Mais de 300 mil refugiados atravessaram o Mediterrâneo em 2016

20 SETEMBRO, 2016 -

Mais de 300.000 migrantes atravessaram o Mediterrâneo para chegar à Europa em 2016, contra 520.000 nos primeiros nove meses de 2015, informou hoje o Alto Comissariado da ONU para os Refugiados (ACNUR).

O número de refugiados e migrantes que chegaram às costas europeias ultrapassou a barreira dos 300.000 hoje“, disse um porta-voz do ACNUR, William Spindler, numa conferência de imprensa em Genebra.

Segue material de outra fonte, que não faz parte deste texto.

#[cfg(test)]
mod tests {
    use super::*;
    use crate::core::xml::parse_document;

    fn root_of(xml: &str) -> XmlElement {
        parse_document(xml).unwrap()
    }

    #[test]
    fn test_parse_minimal_menu() {
        let doc = root_of(r#"<root><menu name="Open terminal"/></root>"#);
        let (defaults, menus) = parse_root(&doc).unwrap();
        assert!(defaults.is_empty());
        assert_eq!(menus.len(), 1);
        assert_eq!(menus[0].name(), "Open terminal");
        assert!(!menus[0].is_separator());
    }

    #[test]
    fn test_menu_name_is_required_and_non_empty() {
        let doc = root_of("<root><menu/></root>");
        assert!(matches!(
            parse_root(&doc),
            Err(ConfigError::MissingAttribute { node, attribute, .. })
                if node == "menu" && attribute == "name"
        ));

        let doc = root_of(r#"<root><menu name=""/></root>"#);
        assert!(matches!(
            parse_root(&doc),
            Err(ConfigError::EmptyAttribute { attribute, .. }) if attribute == "name"
        ));
    }

    #[test]
    fn test_error_references_node_and_line() {
        let doc = root_of("<root>\n  <menu name=\"ok\"/>\n  <menu/>\n</root>");
        let error = parse_root(&doc).unwrap_err();
        let message = error.to_string();
        assert!(message.contains("'menu'"), "{message}");
        assert!(message.contains("line 3"), "{message}");
        assert!(message.contains("'name'"), "{message}");
    }

    #[test]
    fn test_separator_short_circuits_other_attributes() {
        // No name attribute: would be an error on a normal menu.
        let doc = root_of(r#"<root><menu separator="true"/></root>"#);
        let (_, menus) = parse_root(&doc).unwrap();
        assert!(menus[0].is_separator());

        // separator="false" falls through to normal parsing.
        let doc = root_of(r#"<root><menu separator="false"/></root>"#);
        assert!(parse_root(&doc).is_err());
    }

    #[test]
    fn test_parse_validators_and_inverse() {
        let doc = root_of(
            r#"<root><menu name="m">
                <visibility maxfiles="1" fileextensions="txt;doc" inverse="maxfiles"/>
                <validity maxfolders="0" properties="a.b" class="file" pattern="*.txt"/>
            </menu></root>"#,
        );
        let (_, menus) = parse_root(&doc).unwrap();
        let menu = &menus[0];
        assert!(menu.visibility().is_inversed("maxfiles"));
        assert!(!menu.visibility().is_inversed("fileextensions"));
        assert!(menu.validity().summary().unwrap().contains("maxfolders=0"));
    }

    #[test]
    fn test_malformed_numeric_criterion_fails_parse() {
        let doc = root_of(r#"<root><menu name="m"><visibility maxfiles="abc"/></menu></root>"#);
        assert!(matches!(
            parse_root(&doc),
            Err(ConfigError::InvalidAttribute { attribute, value, .. })
                if attribute == "maxfiles" && value == "abc"
        ));
    }

    #[test]
    fn test_unknown_class_token_fails_parse() {
        let doc = root_of(r#"<root><menu name="m"><visibility class="gizmo"/></menu></root>"#);
        assert!(matches!(
            parse_root(&doc),
            Err(ConfigError::InvalidCriterion { .. })
        ));
    }

    #[test]
    fn test_actions_parsed_in_document_order() {
        let doc = root_of(
            r#"<root><menu name="m"><actions>
                <property name="a" value="1"/>
                <clipboard value="${selection.path}"/>
                <exec path="notepad.exe" arguments="${selection.path}"/>
                <open path="${selection.path}"/>
            </actions></menu></root>"#,
        );
        let (_, menus) = parse_root(&doc).unwrap();
        let kinds: Vec<&str> = menus[0].actions().iter().map(Action::kind).collect();
        assert_eq!(kinds, ["property", "clipboard", "exec", "open"]);
    }

    #[test]
    fn test_unknown_action_aborts_menu() {
        let doc = root_of(
            r#"<root><menu name="m"><actions><reboot/></actions></menu></root>"#,
        );
        assert!(matches!(
            parse_root(&doc),
            Err(ConfigError::UnknownElement { node, .. }) if node == "reboot"
        ));
    }

    #[test]
    fn test_file_action_body_and_encoding() {
        let doc = root_of(
            "<root><menu name=\"m\"><actions><file path=\"out.txt\" encoding=\"unicode\">hello</file></actions></menu></root>",
        );
        let (_, menus) = parse_root(&doc).unwrap();
        match &menus[0].actions()[0] {
            Action::File {
                path,
                text,
                encoding,
            } => {
                assert_eq!(path, "out.txt");
                assert_eq!(text, "hello");
                assert_eq!(*encoding, FileEncoding::Unicode);
            }
            other => panic!("expected file action, got {other:?}"),
        }
    }

    #[test]
    fn test_prompt_yesno_requires_values() {
        let doc = root_of(
            r#"<root><menu name="m"><actions>
                <prompt name="p" title="T" type="yesno" valueyes="y"/>
            </actions></menu></root>"#,
        );
        assert!(matches!(
            parse_root(&doc),
            Err(ConfigError::MissingAttribute { attribute, .. }) if attribute == "valueno"
        ));
    }

    #[test]
    fn test_submenus_nest() {
        let doc = root_of(
            r#"<root><menu name="outer">
                <menu name="inner"><menu name="leaf"/></menu>
            </menu></root>"#,
        );
        let (_, menus) = parse_root(&doc).unwrap();
        assert!(menus[0].is_parent_menu());
        assert_eq!(menus[0].children()[0].children()[0].name(), "leaf");
    }

    #[test]
    fn test_icon_attribute_and_element_forms() {
        let doc = root_of(
            r#"<root><menu name="m" icon="shell32.dll,4">
                <icon fileextension="txt"/>
            </menu></root>"#,
        );
        let (_, menus) = parse_root(&doc).unwrap();
        // The <icon> element form overrides the attribute form.
        let icon = menus[0].icon().unwrap();
        assert_eq!(icon.file_extension.as_deref(), Some("txt"));
    }

    #[test]
    fn test_icon_element_needs_path_or_extension() {
        let doc = root_of(r#"<root><menu name="m"><icon index="3"/></menu></root>"#);
        assert!(matches!(
            parse_root(&doc),
            Err(ConfigError::MissingAttribute { .. })
        ));
    }

    #[test]
    fn test_defaults_collect_property_actions() {
        let doc = root_of(
            r#"<root><default>
                <property name="editor" value="vim"/>
                <property name="mode" value="fast"/>
                <open path="ignored"/>
            </default></root>"#,
        );
        let (defaults, _) = parse_root(&doc).unwrap();
        assert_eq!(defaults.len(), 2);
        assert!(matches!(&defaults[0], Action::Property { name, .. } if name == "editor"));
    }

    #[test]
    fn test_unexpected_root_element() {
        let doc = root_of("<shell/>");
        assert!(matches!(
            parse_root(&doc),
            Err(ConfigError::UnexpectedRoot { node, .. }) if node == "shell"
        ));
    }

    #[test]
    fn test_unknown_element_under_root() {
        let doc = root_of("<root><plugin/></root>");
        assert!(matches!(
            parse_root(&doc),
            Err(ConfigError::UnknownElement { node, .. }) if node == "plugin"
        ));
    }

    #[test]
    fn test_maxlength_attribute_clamps() {
        let doc = root_of(r#"<root><menu name="m" maxlength="9999"/></root>"#);
        let (_, menus) = parse_root(&doc).unwrap();
        assert_eq!(menus[0].name_max_length(), 250);
    }
}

Apesar de menos pessoas tentarem atravessar o perigoso mar, o número de mortes aumentou e 2016 deverá ser “o ano mais mortífero de que há registo no Mar Mediterrâneo“, disse.

Desde o início de 2016, 3.211 migrantes morreram ou desapareceram no Mediterrâneo, apenas menos 15 por cento que o número total de mortes registado em todo o ano de 2015 (3.771), segundo um comunicado daquela agência.

Os padrões de chegadas à Grécia e Itália, que recebem a grande maioria dos migrantes, também se alteraram em 2016.

As chegadas a Itália em 2016 — 130.411 — são comparáveis às do mesmo período de 2015 — 132.000, mas a Grécia registou uma quebra de 57%, sobretudo após o acordo de março entre a União Europeia (UE) e a Turquia.

Quase metade (48%) dos migrantes que chegaram em 2016 à Grécia eram sírios, um quarto (25%) afegãos e os restantes iraquianos (15%), paquistaneses (4%) e iranianos (3%), segundo o ACNUR.

A Itália chegaram sobretudo migrantes da Nigéria (20%), Eritreia (12%), Gâmbia (7%), Guiné-Conacri (7%), Sudão (7%) e Costa do Marfim (7%).

Relativamente ao plano de recolocação de migrantes, adotado em setembro de 2015 para distribuir 160.000 refugiados chegados à Grécia e Itália pelos restantes Estados-membros da UE, apenas 5.000 pessoas foram recolocadas, lamentou o ACNUR.